Para realizar a segunda etapa, fez-se a projeção das quadras da cidade de Álvares Machado, na tela do monitor de 7”, considerando os valores de escalas identificados na etapa anterior, mas apenas para os valores variando de 1:2.000 a 1:15.000, os quais corresponderam ao automóvel localizado a 300 metros ou menos da manobra (Apêndice A). Fez-se a projeção das 13 manobras da rota experimental nas diferentes escalas, para três instantes da navegação: o automóvel posicionado a mais de 100 m da manobra, representando a tarefa de manutenção em trecho de rota, o automóvel posicionado a 100 m ou menos da manobra, representando o início da tarefa tática, e o automóvel posicionado imediatamente depois da manobra, representando o fim da tarefa operacional. Optou-se por representar o início da tarefa tática por ser a tarefa de maior demanda cognitiva para o motorista, portanto, crítica para a usabilidade de mapas de SINGRA. Deve-se ressaltar que o projeto cartográfico adotado para os mapas na realização dessa análise visual é o proposto por Marques (2011), pois se trata de um projeto construído com base nos princípios da comunicação cartográfica. Os resultados obtidos na análise visual (Apêndice B), sugerem que mapas exibidos na mídia de 7” em escala maior que 1:3.000 podem não ser eficientes para auxiliar no estágio de pré-visualização, pois o mapa não favorece o motorista formar uma imagem mental do leiaute da próxima manobra.

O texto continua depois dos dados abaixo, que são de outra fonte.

//! # Configuration Management
//!
//! This module handles loading and saving CLI configuration: the API server,
//! the default username and transport settings.
//!
//! ## Configuration File Location
//!
//! All platforms: `$HOME/.config/rips/config.json`, or
//! `$XDG_CONFIG_HOME/rips/config.json` when that variable is set.
//!
//! Passwords are never stored; the CLI reads them from `--password` or the
//! `RIPS_PASSWORD` environment variable.

use anyhow::{Context, Result};
use serde::{Deserialize, Serialize};
use std::fs;
use std::path::PathBuf;
use std::time::Duration;

use crate::api::{ApiClient, ApiClientBuilder, DEFAULT_BASE_URL};

/// Environment variable for overriding the base URL
const BASE_URL_ENV_VAR: &str = "RIPS_BASE_URL";

/// CLI configuration
///
/// # Example
///
/// ```rust,no_run
/// use rips_api::config::Config;
///
/// let mut config = Config::new_with_url("https://rips.example.com/api".to_string());
/// config.username = Some("alice".to_string());
/// config.save().expect("Failed to save config");
/// ```
#[derive(Debug, Clone, Serialize, Deserialize)]
pub struct Config {
    /// Base URL for the API (stored in config file)
    #[serde(default = "stored_default_base_url")]
    stored_base_url: String,
    /// Default username for login
    #[serde(default, skip_serializing_if = "Option::is_none")]
    pub username: Option<String>,
    /// Cookie jar file, so sessions survive between invocations
    #[serde(default, skip_serializing_if = "Option::is_none")]
    pub cookie_file: Option<PathBuf>,
    /// Additional trusted root certificate (PEM)
    #[serde(default, skip_serializing_if = "Option::is_none")]
    pub ca_certificate: Option<PathBuf>,
    /// Public suffix list; cookies scoped to a listed suffix are refused
    #[serde(default, skip_serializing_if = "Option::is_none")]
    pub public_suffix_list: Option<PathBuf>,
    /// Request timeout in seconds
    #[serde(default, skip_serializing_if = "Option::is_none")]
    pub timeout_secs: Option<u64>,
}

/// Default base URL for storage (without env var override)
fn stored_default_base_url() -> String {
    DEFAULT_BASE_URL.to_string()
}

impl Default for Config {
    fn default() -> Self {
        Self::new()
    }
}

impl Config {
    /// Get the effective base URL
    ///
    /// Environment variable `RIPS_BASE_URL` takes precedence over the config file.
    pub fn base_url(&self) -> String {
        std::env::var(BASE_URL_ENV_VAR).unwrap_or_else(|_| self.stored_base_url.clone())
    }

    /// Base URL as written to the config file.
    pub fn stored_base_url(&self) -> &str {
        &self.stored_base_url
    }

    pub fn set_base_url(&mut self, base_url: String) {
        self.stored_base_url = base_url;
    }
}

impl Config {
    /// Create a configuration pointing at the public API server
    pub fn new() -> Self {
        Self::new_with_url(DEFAULT_BASE_URL.to_string())
    }

    /// Create a configuration with a custom base URL
    ///
    /// # Arguments
    ///
    /// * `base_url` - The base URL for the API (stored in config file)
    pub fn new_with_url(base_url: String) -> Self {
        Self {
            stored_base_url: base_url,
            username: None,
            cookie_file: None,
            ca_certificate: None,
            public_suffix_list: None,
            timeout_secs: None,
        }
    }

    /// Client builder carrying every setting of this configuration.
    pub fn client_builder(&self) -> ApiClientBuilder {
        let mut builder = ApiClient::builder().base_url(self.base_url());
        if let Some(ref path) = self.cookie_file {
            builder = builder.cookie_file(path.clone());
        }
        if let Some(ref path) = self.ca_certificate {
            builder = builder.ca_certificate(path.clone());
        }
        if let Some(ref path) = self.public_suffix_list {
            builder = builder.public_suffix_list(path.clone());
        }
        if let Some(secs) = self.timeout_secs {
            builder = builder.timeout(Duration::from_secs(secs));
        }
        builder
    }

    /// Load configuration from the default config file
    ///
    /// # Returns
    ///
    /// * `Ok(Config)` - Successfully loaded configuration
    /// * `Err(_)` - Configuration file not found or invalid
    pub fn load() -> Result<Self> {
        let path = config_path()?;
        let contents = fs::read_to_string(&path)
            .with_context(|| format!("Failed to read config file: {}", path.display()))?;
        let config: Config = serde_json::from_str(&contents)
            .with_context(|| format!("Failed to parse config file: {}", path.display()))?;
        Ok(config)
    }

    /// Load the config file if there is one, defaults otherwise.
    pub fn load_or_default() -> Result<Self> {
        if Self::exists() {
            Self::load()
        } else {
            Ok(Self::default())
        }
    }

    /// Save configuration to the default config file
    ///
    /// Creates the config directory if it doesn't exist.
    pub fn save(&self) -> Result<()> {
        let path = config_path()?;

        if let Some(parent) = path.parent() {
            fs::create_dir_all(parent).with_context(|| {
                format!("Failed to create config directory: {}", parent.display())
            })?;
        }

        let contents = serde_json::to_string_pretty(self).context("Failed to serialize config")?;
        fs::write(&path, contents)
            .with_context(|| format!("Failed to write config file: {}", path.display()))?;

        Ok(())
    }

    /// Check if a configuration file exists
    pub fn exists() -> bool {
        config_path().map(|p| p.exists()).unwrap_or(false)
    }
}

/// Get the path to the configuration file
pub fn config_path() -> Result<PathBuf> {
    let config_dir = dirs_config_dir().context("Could not determine config directory")?;
    Ok(config_dir.join("rips").join("config.json"))
}

/// Get the config directory
///
/// Uses `$HOME/.config` on all platforms for consistency.
fn dirs_config_dir() -> Option<PathBuf> {
    std::env::var("XDG_CONFIG_HOME")
        .ok()
        .map(PathBuf::from)
        .or_else(|| {
            std::env::var("HOME")
                .ok()
                .or_else(|| std::env::var("USERPROFILE").ok())
                .map(|h| PathBuf::from(h).join(".config"))
        })
}

#[cfg(test)]
mod tests {
    use super::*;
    use serial_test::serial;
    use std::env;
    use tempfile::TempDir;

    #[test]
    #[serial]
    fn test_config_new_uses_public_server() {
        env::remove_var(BASE_URL_ENV_VAR);
        let config = Config::new();
        assert_eq!(config.base_url(), DEFAULT_BASE_URL);
        assert!(config.username.is_none());
    }

    #[test]
    #[serial]
    fn test_config_new_with_url() {
        env::remove_var(BASE_URL_ENV_VAR);
        let config = Config::new_with_url("http://localhost:8000".to_string());
        assert_eq!(config.base_url(), "http://localhost:8000");
    }

    #[test]
    fn test_config_serialization_skips_empty_fields() {
        let config = Config::new_with_url("https://api.example.com".to_string());
        let json = serde_json::to_string(&config).unwrap();
        assert!(json.contains("https://api.example.com"));
        assert!(!json.contains("username"));
        assert!(!json.contains("cookie_file"));
    }

    #[test]
    #[serial]
    fn test_config_deserialization() {
        env::remove_var(BASE_URL_ENV_VAR);
        let json = r#"{"stored_base_url":"https://api.example.com","username":"alice","timeout_secs":60}"#;
        let config: Config = serde_json::from_str(json).unwrap();
        assert_eq!(config.base_url(), "https://api.example.com");
        assert_eq!(config.username.as_deref(), Some("alice"));
        assert_eq!(config.timeout_secs, Some(60));
    }

    #[test]
    #[serial]
    fn test_config_deserialization_default_url() {
        env::remove_var(BASE_URL_ENV_VAR);
        let config: Config = serde_json::from_str("{}").unwrap();
        assert_eq!(config.base_url(), DEFAULT_BASE_URL);
    }

    #[test]
    #[serial]
    fn test_env_var_takes_precedence() {
        let config = Config::new_with_url("http://stored.example.com".to_string());

        env::set_var(BASE_URL_ENV_VAR, "http://env.example.com");
        assert_eq!(config.base_url(), "http://env.example.com");
        assert_eq!(config.stored_base_url(), "http://stored.example.com");

        env::remove_var(BASE_URL_ENV_VAR);
        assert_eq!(config.base_url(), "http://stored.example.com");
    }

    #[test]
    #[serial]
    fn test_config_save_and_load_via_xdg_dir() {
        env::remove_var(BASE_URL_ENV_VAR);
        let temp_dir = TempDir::new().unwrap();
        let previous = env::var("XDG_CONFIG_HOME").ok();
        env::set_var("XDG_CONFIG_HOME", temp_dir.path());

        let mut config = Config::new_with_url("http://test.example.com".to_string());
        config.username = Some("alice".to_string());
        config.save().unwrap();
        assert!(temp_dir.path().join("rips").join("config.json").exists());
        assert!(Config::exists());

        let loaded = Config::load().unwrap();
        assert_eq!(loaded.base_url(), "http://test.example.com");
        assert_eq!(loaded.username.as_deref(), Some("alice"));

        fs::remove_file(config_path().unwrap()).unwrap();
        assert!(!Config::exists());
        let fallback = Config::load_or_default().unwrap();
        assert_eq!(fallback.base_url(), DEFAULT_BASE_URL);

        match previous {
            Some(value) => env::set_var("XDG_CONFIG_HOME", value),
            None => env::remove_var("XDG_CONFIG_HOME"),
        }
    }

    #[test]
    #[serial]
    fn test_client_builder_applies_settings() {
        env::remove_var(BASE_URL_ENV_VAR);
        let temp_dir = TempDir::new().unwrap();
        let mut config = Config::new_with_url("http://localhost:8080/".to_string());
        config.cookie_file = Some(temp_dir.path().join("cookies.json"));
        config.timeout_secs = Some(10);

        let client = config.client_builder().build().unwrap();
        assert_eq!(client.base_url, "http://localhost:8080");
        assert_eq!(
            client.cookie_jar().path(),
            Some(temp_dir.path().join("cookies.json").as_path())
        );
    }

    #[test]
    #[serial]
    fn test_client_builder_loads_public_suffix_list() {
        env::remove_var(BASE_URL_ENV_VAR);
        let temp_dir = TempDir::new().unwrap();
        let list = temp_dir.path().join("public_suffix_list.dat");
        let mut config = Config::new_with_url("http://localhost:8080".to_string());
        config.public_suffix_list = Some(list.clone());

        assert!(config.client_builder().build().is_err());

        fs::write(&list, "// ===BEGIN ICANN DOMAINS===\ncom\n").unwrap();
        assert!(config.client_builder().build().is_ok());
    }
}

Por outro lado, mapas exibidos em escala menor que 1:6.000 podem não ser eficientes para auxiliar no estágio de identificação, por prejudicar a relação de distância até a manobra, a qual é estabelecida entre a posição automóvel na rota e a posição da manobra na via. Além disso, mapas exibidos em escala menor que 1:6.000, na mídia de 7”, apresentam problemas de legibilidade, por ocorrer coalescência entre alguns símbolos do mapa, como entre a seta de

manobra e o automóvel, o que pode dificultar a compreensão da direção da manobra. Para corroborar os apontamentos dessa análise visual, bem como adotar escalas similares às empregadas para os mapas de SINGRA comerciais, optou-se por pré-selecionar quatro escalas para os mapas do protótipo de SINGRA, quais sejam 1:1.000, 1:3.000, 1:6.000 e 1:10.000.